Dataset records START

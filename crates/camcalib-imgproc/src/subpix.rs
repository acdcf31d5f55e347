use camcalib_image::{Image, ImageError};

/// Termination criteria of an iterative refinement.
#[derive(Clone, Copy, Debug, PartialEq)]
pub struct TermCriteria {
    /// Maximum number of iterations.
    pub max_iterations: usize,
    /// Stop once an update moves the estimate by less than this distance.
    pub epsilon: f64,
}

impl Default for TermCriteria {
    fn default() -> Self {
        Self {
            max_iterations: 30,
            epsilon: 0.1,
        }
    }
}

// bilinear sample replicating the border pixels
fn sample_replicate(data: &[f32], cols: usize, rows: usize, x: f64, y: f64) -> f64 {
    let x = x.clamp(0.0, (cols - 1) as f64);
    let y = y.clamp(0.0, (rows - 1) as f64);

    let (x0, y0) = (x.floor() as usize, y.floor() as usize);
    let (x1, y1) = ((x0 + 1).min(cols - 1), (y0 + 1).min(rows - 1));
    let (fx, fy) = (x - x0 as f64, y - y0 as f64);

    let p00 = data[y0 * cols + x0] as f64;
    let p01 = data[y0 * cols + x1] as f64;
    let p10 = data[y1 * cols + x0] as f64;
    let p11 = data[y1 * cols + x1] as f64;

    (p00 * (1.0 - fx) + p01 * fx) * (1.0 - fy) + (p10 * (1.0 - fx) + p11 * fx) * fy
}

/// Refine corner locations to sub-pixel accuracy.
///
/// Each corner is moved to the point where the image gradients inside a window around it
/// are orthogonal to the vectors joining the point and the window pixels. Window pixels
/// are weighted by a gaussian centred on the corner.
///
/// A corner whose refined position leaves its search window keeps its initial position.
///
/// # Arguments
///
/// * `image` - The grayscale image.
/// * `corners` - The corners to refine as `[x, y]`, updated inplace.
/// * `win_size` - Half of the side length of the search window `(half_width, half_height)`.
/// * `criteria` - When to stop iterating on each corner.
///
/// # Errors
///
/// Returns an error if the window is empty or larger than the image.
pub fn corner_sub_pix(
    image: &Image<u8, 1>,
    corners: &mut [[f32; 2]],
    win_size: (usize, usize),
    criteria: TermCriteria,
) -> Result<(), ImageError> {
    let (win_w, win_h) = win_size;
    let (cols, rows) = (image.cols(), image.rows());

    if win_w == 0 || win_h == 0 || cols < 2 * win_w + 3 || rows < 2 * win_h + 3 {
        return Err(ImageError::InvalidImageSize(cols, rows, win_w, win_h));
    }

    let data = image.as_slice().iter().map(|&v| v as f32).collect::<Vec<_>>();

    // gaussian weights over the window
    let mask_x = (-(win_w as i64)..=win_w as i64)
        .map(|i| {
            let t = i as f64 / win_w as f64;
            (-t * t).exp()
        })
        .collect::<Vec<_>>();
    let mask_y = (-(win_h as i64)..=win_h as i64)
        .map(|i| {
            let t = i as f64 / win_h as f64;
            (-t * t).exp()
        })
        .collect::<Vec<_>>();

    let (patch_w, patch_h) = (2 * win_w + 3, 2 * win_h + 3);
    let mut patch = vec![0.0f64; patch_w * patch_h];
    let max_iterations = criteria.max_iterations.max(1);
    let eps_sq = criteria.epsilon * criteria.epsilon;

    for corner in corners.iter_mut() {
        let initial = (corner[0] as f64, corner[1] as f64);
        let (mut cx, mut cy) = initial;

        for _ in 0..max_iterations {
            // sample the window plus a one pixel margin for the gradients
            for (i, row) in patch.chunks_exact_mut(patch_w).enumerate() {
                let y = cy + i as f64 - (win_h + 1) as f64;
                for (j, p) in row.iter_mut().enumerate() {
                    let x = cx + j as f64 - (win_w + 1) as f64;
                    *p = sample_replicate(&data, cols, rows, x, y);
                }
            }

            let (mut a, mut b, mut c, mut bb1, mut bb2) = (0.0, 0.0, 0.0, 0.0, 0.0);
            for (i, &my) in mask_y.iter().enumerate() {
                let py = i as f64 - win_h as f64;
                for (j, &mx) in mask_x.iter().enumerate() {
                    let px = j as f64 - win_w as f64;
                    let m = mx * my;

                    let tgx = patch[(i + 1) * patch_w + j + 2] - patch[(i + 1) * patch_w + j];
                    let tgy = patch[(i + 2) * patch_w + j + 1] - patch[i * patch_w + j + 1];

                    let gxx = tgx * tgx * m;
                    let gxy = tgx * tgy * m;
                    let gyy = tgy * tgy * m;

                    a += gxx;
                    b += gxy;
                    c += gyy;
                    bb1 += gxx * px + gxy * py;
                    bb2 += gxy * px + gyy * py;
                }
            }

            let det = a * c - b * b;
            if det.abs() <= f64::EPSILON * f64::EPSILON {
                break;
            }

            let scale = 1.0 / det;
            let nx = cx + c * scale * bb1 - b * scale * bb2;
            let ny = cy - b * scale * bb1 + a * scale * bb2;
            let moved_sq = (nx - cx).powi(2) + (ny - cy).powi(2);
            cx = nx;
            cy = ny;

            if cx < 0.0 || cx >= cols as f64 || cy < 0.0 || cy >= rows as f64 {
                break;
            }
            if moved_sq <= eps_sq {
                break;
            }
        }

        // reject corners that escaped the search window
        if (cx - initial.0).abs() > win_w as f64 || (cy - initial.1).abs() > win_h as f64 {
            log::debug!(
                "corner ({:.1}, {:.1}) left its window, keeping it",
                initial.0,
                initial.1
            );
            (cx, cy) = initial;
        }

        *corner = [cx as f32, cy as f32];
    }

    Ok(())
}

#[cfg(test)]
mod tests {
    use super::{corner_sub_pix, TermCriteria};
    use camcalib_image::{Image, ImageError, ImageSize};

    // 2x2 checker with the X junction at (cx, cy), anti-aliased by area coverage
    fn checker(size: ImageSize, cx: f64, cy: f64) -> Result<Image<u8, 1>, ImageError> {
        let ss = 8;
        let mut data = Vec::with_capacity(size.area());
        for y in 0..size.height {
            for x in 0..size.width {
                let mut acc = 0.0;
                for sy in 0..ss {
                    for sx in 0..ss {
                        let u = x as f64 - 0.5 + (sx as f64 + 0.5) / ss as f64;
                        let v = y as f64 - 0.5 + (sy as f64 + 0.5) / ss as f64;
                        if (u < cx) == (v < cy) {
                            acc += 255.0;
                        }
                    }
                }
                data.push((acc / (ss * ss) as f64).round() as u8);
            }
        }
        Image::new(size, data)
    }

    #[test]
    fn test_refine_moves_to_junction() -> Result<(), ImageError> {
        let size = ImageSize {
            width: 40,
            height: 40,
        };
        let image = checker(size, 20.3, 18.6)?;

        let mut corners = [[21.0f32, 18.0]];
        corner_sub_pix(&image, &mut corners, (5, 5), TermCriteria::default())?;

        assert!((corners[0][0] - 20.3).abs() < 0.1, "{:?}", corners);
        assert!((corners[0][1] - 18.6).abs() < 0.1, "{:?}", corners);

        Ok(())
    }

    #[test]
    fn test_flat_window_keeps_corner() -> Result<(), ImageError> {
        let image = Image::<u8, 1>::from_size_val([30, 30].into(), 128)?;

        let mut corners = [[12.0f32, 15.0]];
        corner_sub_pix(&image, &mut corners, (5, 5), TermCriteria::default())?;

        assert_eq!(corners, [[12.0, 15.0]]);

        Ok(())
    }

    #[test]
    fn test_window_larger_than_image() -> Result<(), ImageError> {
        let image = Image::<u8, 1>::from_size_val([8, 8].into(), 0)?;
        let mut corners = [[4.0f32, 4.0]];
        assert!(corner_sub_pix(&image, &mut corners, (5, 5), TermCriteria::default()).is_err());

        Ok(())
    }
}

Dataset records END

● **What the task requires**
Begin at the first line of the entries above and copy every line exactly, ending with the line that contains "Half of the".

● **Exercise solution**
filename crates/camcalib-imgproc/src/subpix.rs
repository acdcf31d5f55e347
use camcalib_image::{Image, ImageError};

/// Termination criteria of an iterative refinement.
#[derive(Clone, Copy, Debug, PartialEq)]
pub struct TermCriteria {
    /// Maximum number of iterations.
    pub max_iterations: usize,
    /// Stop once an update moves the estimate by less than this distance.
    pub epsilon: f64,
}

impl Default for TermCriteria {
    fn default() -> Self {
        Self {
            max_iterations: 30,
            epsilon: 0.1,
        }
    }
}

// bilinear sample replicating the border pixels
fn sample_replicate(data: &[f32], cols: usize, rows: usize, x: f64, y: f64) -> f64 {
    let x = x.clamp(0.0, (cols - 1) as f64);
    let y = y.clamp(0.0, (rows - 1) as f64);

    let (x0, y0) = (x.floor() as usize, y.floor() as usize);
    let (x1, y1) = ((x0 + 1).min(cols - 1), (y0 + 1).min(rows - 1));
    let (fx, fy) = (x - x0 as f64, y - y0 as f64);

    let p00 = data[y0 * cols + x0] as f64;
    let p01 = data[y0 * cols + x1] as f64;
    let p10 = data[y1 * cols + x0] as f64;
    let p11 = data[y1 * cols + x1] as f64;

    (p00 * (1.0 - fx) + p01 * fx) * (1.0 - fy) + (p10 * (1.0 - fx) + p11 * fx) * fy
}

/// Refine corner locations to sub-pixel accuracy.
///
/// Each corner is moved to the point where the image gradients inside a window around it
/// are orthogonal to the vectors joining the point and the window pixels. Window pixels
/// are weighted by a gaussian centred on the corner.
///
/// A corner whose refined position leaves its search window keeps its initial position.
///
/// # Arguments
///
/// * `image` - The grayscale image.
/// * `corners` - The corners to refine as `[x, y]`, updated inplace.
/// * `win_size` - Half of the side length of the search window `(half_width, half_height)`.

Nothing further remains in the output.